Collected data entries
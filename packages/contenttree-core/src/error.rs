use thiserror::Error;

pub type Result<T> = std::result::Result<T, Error>;

#[derive(Error, Debug)]
pub enum Error {
    /// A business rule rejected the request before anything was mutated.
    /// The message is end-user presentable; retrying with corrected input is safe.
    #[error("{0}")]
    Veto(String),
    /// A history lookup named a record that does not exist for the entity.
    #[error("history record not found")]
    RecordNotFound,
    /// A stored text delta no longer applies to the current value. Signals
    /// history corruption and must be surfaced, never skipped.
    #[error("corrupt delta: {0}")]
    CorruptDelta(String),
    /// The caller passed internally inconsistent arguments. Programmer error,
    /// not user-recoverable.
    #[error("invariant violation: {0}")]
    InvariantViolation(String),
    /// An ordering operation was attempted on a container without an explicit
    /// child order.
    #[error("this container does not support ordering")]
    UnorderedContainer,
    /// The document cannot be represented by the flattener.
    #[error("invalid document: {0}")]
    InvalidDocument(String),
    #[error("storage error: {0}")]
    Storage(String),
}
//! Append-only audit log and the replay machinery built on top of it.
//!
//! Every committed command appends exactly one record per affected parent
//! group. `edit` and `revert` records carry a reverse patch; replaying those
//! patches newest-first over the current document reconstructs any past
//! state. All other kinds carry structured descriptive metadata for the
//! audit trail and are skipped during reconstruction.

use std::collections::BTreeMap;

use chrono::{DateTime, Utc};
use serde::{Deserialize, Serialize};

use crate::diff::{apply_sequence, Patch};
use crate::error::{Error, Result};
use crate::ids::{ActorId, EntityId, RecordId};
use crate::reorder::ReorderTarget;
use crate::text_delta;
use crate::traits::ContentTree;
use crate::value::{Document, Value};

#[derive(Clone, Copy, Debug, PartialEq, Eq, Serialize, Deserialize)]
#[serde(rename_all = "snake_case")]
pub enum ActionKind {
    Create,
    Edit,
    Revert,
    Comment,
    Transition,
    Rename,
    Move,
    Copy,
    Trash,
    Restore,
    Reorder,
}

/// Per-child entry of a multi-child record.
#[derive(Clone, Debug, PartialEq, Serialize, Deserialize)]
pub struct ChildRef {
    pub id: EntityId,
    pub name: String,
}

#[derive(Clone, Debug, PartialEq, Serialize, Deserialize)]
pub struct RenameRef {
    pub id: EntityId,
    pub old_name: String,
    pub new_name: String,
}

#[derive(Clone, Debug, PartialEq, Serialize, Deserialize)]
pub struct CopyRef {
    pub orig_id: EntityId,
    pub orig_name: String,
    pub id: EntityId,
    pub name: String,
}

#[derive(Clone, Debug, PartialEq, Serialize, Deserialize)]
pub enum HistoryPayload {
    Create {
        parent_id: EntityId,
        parent_path: String,
        child_id: EntityId,
        child_name: String,
    },
    Edit {
        object_path: String,
        changes: Patch,
    },
    Revert {
        object_path: String,
        changes: Patch,
        target: RecordId,
        target_time: DateTime<Utc>,
    },
    Comment {
        object_path: String,
        comment: String,
    },
    Transition {
        name: String,
        comment: String,
        object_id: EntityId,
        object_path: String,
        recurse: bool,
    },
    Rename {
        parent_id: EntityId,
        parent_path: String,
        children: Vec<RenameRef>,
    },
    Move {
        old_parent_id: EntityId,
        old_parent_path: String,
        new_parent_id: EntityId,
        new_parent_path: String,
        children: Vec<ChildRef>,
    },
    Copy {
        orig_parent_id: EntityId,
        orig_parent_path: String,
        copy_parent_id: EntityId,
        copy_parent_path: String,
        children: Vec<CopyRef>,
    },
    Trash {
        parent_id: EntityId,
        parent_path: String,
        children: Vec<ChildRef>,
    },
    Restore {
        parent_id: EntityId,
        parent_path: String,
        children: Vec<ChildRef>,
    },
    Reorder {
        parent_id: EntityId,
        parent_path: String,
        child_names: Vec<String>,
        target: ReorderTarget,
        delta: Option<usize>,
    },
}

impl HistoryPayload {
    pub fn kind(&self) -> ActionKind {
        match self {
            HistoryPayload::Create { .. } => ActionKind::Create,
            HistoryPayload::Edit { .. } => ActionKind::Edit,
            HistoryPayload::Revert { .. } => ActionKind::Revert,
            HistoryPayload::Comment { .. } => ActionKind::Comment,
            HistoryPayload::Transition { .. } => ActionKind::Transition,
            HistoryPayload::Rename { .. } => ActionKind::Rename,
            HistoryPayload::Move { .. } => ActionKind::Move,
            HistoryPayload::Copy { .. } => ActionKind::Copy,
            HistoryPayload::Trash { .. } => ActionKind::Trash,
            HistoryPayload::Restore { .. } => ActionKind::Restore,
            HistoryPayload::Reorder { .. } => ActionKind::Reorder,
        }
    }

    /// The reverse patch carried by edit-like records.
    pub fn patch(&self) -> Option<&Patch> {
        match self {
            HistoryPayload::Edit { changes, .. } | HistoryPayload::Revert { changes, .. } => {
                Some(changes)
            }
            _ => None,
        }
    }
}

#[derive(Clone, Debug, PartialEq, Serialize, Deserialize)]
pub struct HistoryRecord {
    pub id: RecordId,
    pub time: DateTime<Utc>,
    pub actor: Option<ActorId>,
    pub action: ActionKind,
    /// Every entity this record touches; queries match on membership.
    pub entity_ids: Vec<EntityId>,
    pub payload: HistoryPayload,
}

/// Append-only record store. Implementations assign ids monotonically and
/// never reorder or rewrite what was appended.
pub trait HistoryStore {
    /// Append a record, returning the id the store assigned to it. Any id on
    /// the incoming record is replaced.
    fn append(&mut self, record: HistoryRecord) -> Result<RecordId>;

    fn get(&self, id: RecordId) -> Result<Option<HistoryRecord>>;

    /// Records touching an entity, most recent first. `limit` 0 means no
    /// limit; the returned total counts all matches regardless of paging.
    fn records_for(
        &self,
        entity: EntityId,
        skip: usize,
        limit: usize,
    ) -> Result<(Vec<HistoryRecord>, usize)>;

    /// Records written by an actor, most recent first.
    fn records_for_actor(
        &self,
        actor: &ActorId,
        skip: usize,
        limit: usize,
    ) -> Result<(Vec<HistoryRecord>, usize)>;
}

/// Vec-backed store for tests and embedding.
#[derive(Default)]
pub struct MemoryHistoryStore {
    records: Vec<HistoryRecord>,
    next: u64,
}

impl MemoryHistoryStore {
    pub fn new() -> Self {
        Self::default()
    }

    fn page(matches: Vec<HistoryRecord>, skip: usize, limit: usize) -> (Vec<HistoryRecord>, usize) {
        let total = matches.len();
        let upper = if limit == 0 { total } else { (skip + limit).min(total) };
        let items = matches
            .into_iter()
            .skip(skip)
            .take(upper.saturating_sub(skip))
            .collect();
        (items, total)
    }
}

impl HistoryStore for MemoryHistoryStore {
    fn append(&mut self, mut record: HistoryRecord) -> Result<RecordId> {
        self.next += 1;
        let id = RecordId(self.next);
        record.id = id;
        self.records.push(record);
        Ok(id)
    }

    fn get(&self, id: RecordId) -> Result<Option<HistoryRecord>> {
        Ok(self.records.iter().find(|r| r.id == id).cloned())
    }

    fn records_for(
        &self,
        entity: EntityId,
        skip: usize,
        limit: usize,
    ) -> Result<(Vec<HistoryRecord>, usize)> {
        let matches: Vec<HistoryRecord> = self
            .records
            .iter()
            .rev()
            .filter(|r| r.entity_ids.contains(&entity))
            .cloned()
            .collect();
        Ok(Self::page(matches, skip, limit))
    }

    fn records_for_actor(
        &self,
        actor: &ActorId,
        skip: usize,
        limit: usize,
    ) -> Result<(Vec<HistoryRecord>, usize)> {
        let matches: Vec<HistoryRecord> = self
            .records
            .iter()
            .rev()
            .filter(|r| r.actor.as_ref() == Some(actor))
            .cloned()
            .collect();
        Ok(Self::page(matches, skip, limit))
    }
}

/// Reconstruct an entity's document as it stood when `target` was about to
/// be logged.
///
/// Scans the entity's history newest-first, accumulating the reverse patches
/// of edit-like records up to and including `target`, then folds the
/// accumulated patches over the current document. Reverting to the target
/// record therefore undoes it together with everything after it.
pub fn reconstruct<T, H>(tree: &T, store: &H, entity: EntityId, target: RecordId) -> Result<Document>
where
    T: ContentTree,
    H: HistoryStore,
{
    let current = tree.node(entity)?.document;
    let (items, _) = store.records_for(entity, 0, 0)?;
    let mut patches: Vec<Patch> = Vec::new();
    for record in items {
        if let Some(patch) = record.payload.patch() {
            if !patch.is_empty() {
                patches.push(patch.clone());
            }
        }
        if record.id == target {
            return apply_sequence(&current, &patches);
        }
    }
    Err(Error::RecordNotFound)
}

/// Which side of the earlier event a comparison is anchored to.
#[derive(Clone, Copy, Debug, PartialEq, Eq)]
pub enum Boundary {
    /// Values just after the earlier event (the default view).
    AfterEvent,
    /// Values just before the earlier event; with identical record ids this
    /// yields the changes made by that single event.
    BeforeEvent,
}

/// One changed top-level field between two points in history.
#[derive(Clone, Debug, PartialEq, Serialize, Deserialize)]
pub struct FieldChange {
    pub before: Option<Value>,
    pub after: Option<Value>,
    /// Annotated rendering when both sides are text.
    pub marked: Option<String>,
}

/// Field-level changes between two history records, or between a record and
/// the current document when `id2` is `None`. The two ids need not be in
/// chronological order; whichever the newest-first scan meets first becomes
/// the "after" side.
pub fn diff_between<T, H>(
    tree: &T,
    store: &H,
    entity: EntityId,
    id1: RecordId,
    id2: Option<RecordId>,
    boundary: Boundary,
) -> Result<BTreeMap<String, FieldChange>>
where
    T: ContentTree,
    H: HistoryStore,
{
    if id2 == Some(id1) && boundary == Boundary::AfterEvent {
        // Nothing can have changed relative to itself going forward.
        return Ok(BTreeMap::new());
    }
    let current = tree.node(entity)?.document;
    let mut targets = vec![id1];
    if let Some(id2) = id2 {
        targets.push(id2);
    }
    let mut after: Option<Document> = if id2.is_none() {
        Some(current.clone())
    } else {
        None
    };
    let mut patches: Vec<Patch> = Vec::new();

    let (items, _) = store.records_for(entity, 0, 0)?;
    for record in items {
        let is_target = targets.contains(&record.id);
        if is_target {
            if after.is_none() {
                after = Some(apply_sequence(&current, &patches)?);
                patches.clear();
            } else if boundary == Boundary::AfterEvent {
                if let Some(after_doc) = &after {
                    let before = apply_sequence(after_doc, &patches)?;
                    return Ok(field_changes(&before, after_doc));
                }
            }
        }
        if let Some(patch) = record.payload.patch() {
            if !patch.is_empty() {
                patches.push(patch.clone());
            }
        }
        if is_target {
            if let Some(after_doc) = &after {
                if boundary == Boundary::BeforeEvent {
                    let before = apply_sequence(after_doc, &patches)?;
                    return Ok(field_changes(&before, after_doc));
                }
            }
        }
    }
    Err(Error::RecordNotFound)
}

/// The changes a single edit-like record made: values just before it against
/// values just after it.
pub fn edit_changes<T, H>(
    tree: &T,
    store: &H,
    entity: EntityId,
    id: RecordId,
) -> Result<BTreeMap<String, FieldChange>>
where
    T: ContentTree,
    H: HistoryStore,
{
    diff_between(tree, store, entity, id, Some(id), Boundary::BeforeEvent)
}

fn field_changes(before: &Document, after: &Document) -> BTreeMap<String, FieldChange> {
    let mut result = BTreeMap::new();
    for (name, a) in after {
        let b = before.get(name);
        if b == Some(a) {
            continue;
        }
        let marked = match (b.and_then(Value::as_scalar), a.as_scalar()) {
            (Some(bs), Some(as_)) => match (bs.as_str(), as_.as_str()) {
                (Some(bt), Some(at)) => Some(text_delta::mark_changes(bt, at)),
                _ => None,
            },
            _ => None,
        };
        result.insert(
            name.clone(),
            FieldChange {
                before: b.cloned(),
                after: Some(a.clone()),
                marked,
            },
        );
    }
    result
}

/// Fetch the per-child sub-entry of a multi-child record, if any.
pub fn child_entry(record: &HistoryRecord, child_id: EntityId) -> Option<ChildRef> {
    let children = match &record.payload {
        HistoryPayload::Move { children, .. }
        | HistoryPayload::Trash { children, .. }
        | HistoryPayload::Restore { children, .. } => children.clone(),
        HistoryPayload::Rename { children, .. } => children
            .iter()
            .map(|r| ChildRef {
                id: r.id,
                name: r.new_name.clone(),
            })
            .collect(),
        HistoryPayload::Copy { children, .. } => children
            .iter()
            .map(|r| ChildRef {
                id: r.id,
                name: r.name.clone(),
            })
            .collect(),
        _ => return None,
    };
    children.into_iter().find(|c| c.id == child_id)
}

* _Task_
Determine how many lines in the records contain "contains", and reply with the number only.

* _Result for this exercise_
2